Today I have an amazing and spectacular treat for you. I am going to show you how to make your own Fabergé Eggs!!

For those of you not familiar with Fabergé, I will give you a little insight. They were originally commissioned by Russian Czar Alexander III for his wife Czarina Marie Fedorovna as an anniversary gift. The Czar placed an order with a young jeweler named Peter Carl Fabergé to create an exceptional gift for his wife. On Easter morning young Fabergé delivers what looks to be an ordinary enamel egg, but to the Czarina's delight, inside is a golden yolk; within the yolk is a golden hen; and concealed within the hen is a diamond miniature of the royal crown and a tiny ruby egg - both now lost to history!  The Czar was so pleased with the response from his Empress that he commissioned Peter Carl Fabergé to create a unique egg every Easter/Anniversary!

Here are some examples of early Fabergé eggs.

 I have been collecting eggs for years now. It all started with this one my mother gave me over 15 years ago. I found it to be so beautiful. It is from this egg that I began my research and love affair with Fabergé and since have began to collect beautifully crafted eggs. It is my dream to one day own an original Fabergé egg! A girl can always dream!

These next two eggs are made of Marble and Onyx! 

These eggs I bought as a collection when visiting Negotino, Macedonia. They are filled with beautiful bottles of french perfume! 

I bought this next one in Istanbul, Turkey. It has a picture of the Whirling Dervish on it!

I am so sad, but during my "photo shoot" process I dropped my egg that I bought at the Brocante in France. I was able to glue it back together but it has a big hole in the top! So So Sad!!

Now that you have seen my collection. Let me show you how you can make your own Fabergé eggs!

You will begin by poking a hole in the top and bottom of an egg! That's right, we are going to make these out of real eggs!

 Have two bowls ready. One to hold the inside of the eggs and one filled with warm soapy water. Blow the insides of the egg out into your bowl. If you find you are having a hard time. Try to carefully make your holes bigger. Once the eggs is completely empty (you can check this by giving it a shake) dip the empty egg shell in the warm soapy water to get the rest of the residue out. 

I then took a toilet paper roll and cut it in half to make cradles. Take your eggs and sit them in the cradles and allow them to dry completely!

Once your eggs are completely dry. Take a wooden skewer and wrap a rubber band around it. Slide your egg onto the pointy end of the skewer. The rubber band will keep it from sliding down. You can then stick the skewer into a foam block. This will help you to prep the egg.

Once you have completed this step. Coat each egg in a craft sealer, allow to dry. Then  paint the egg with the paint color of your choice and allow to dry before applying a second coat. I choose to paint my eggs in gold and silver to give them a more regal look.
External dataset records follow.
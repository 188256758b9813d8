/// Detection: dynamic radius and the first-sentry-wins loss check.

use crate::config::DetectionConfig;

use super::grid::Pos;
use super::sentry::Sentry;
use super::sonar::AlertLevel;

/// Result of one detection pass.
#[derive(Clone, Copy, Debug, PartialEq)]
pub struct Detection {
    /// Distance to the closest sentry examined (`None` with no sentries).
    pub nearest: Option<f32>,
    /// Id of the sentry that spotted the player, if any.
    pub detected_by: Option<usize>,
}

/// `max(floor, base + alert% × boost − dampener discount)`.
pub fn detection_radius(cfg: &DetectionConfig, alert: AlertLevel, dampened: bool) -> f32 {
    let discount = if dampened { cfg.dampener_discount } else { 0.0 };
    (cfg.base_radius + alert.ratio() * cfg.alert_boost - discount).max(cfg.floor)
}

/// Check every sentry against `radius` (inclusive). Stops at the first
/// detection, since any single one ends the run.
pub fn resolve(player: Pos, sentries: &[Sentry], radius: f32) -> Detection {
    let mut nearest: Option<f32> = None;
    for s in sentries {
        let d = s.pos.distance(player);
        nearest = Some(nearest.map_or(d, |n| n.min(d)));
        if d <= radius {
            return Detection { nearest, detected_by: Some(s.id) };
        }
    }
    Detection { nearest, detected_by: None }
}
When your eggs have dried completely you can now apply what ever type of embellishments you would like. I choose one large focal piece and coordinating beads. You can also use, paper, ribbon, fabric, glitter, or pictures, whatever your creative mind desires! I used a glue made by Scotch called Maximum Strength Adhesive. It worked great. I must worn you that the fumes are quite strong. I highly recommend wearing a mask. I applied small amounts of this glue with toothpicks onto my eggs and then applied my beads. I also found it easier to handle the eggs than to apply the embellishments on them while they were on the wooden skewers. This process can be quite long and tedious depending on how detailed you would like them to be. I think they are totally worth it. They are a beautiful piece of art to keep for yourself or to give to someone special for Easter or an Anniversary!

They make a perfect addition to my collection. I hope you have fun making them too!

Happy Easter!!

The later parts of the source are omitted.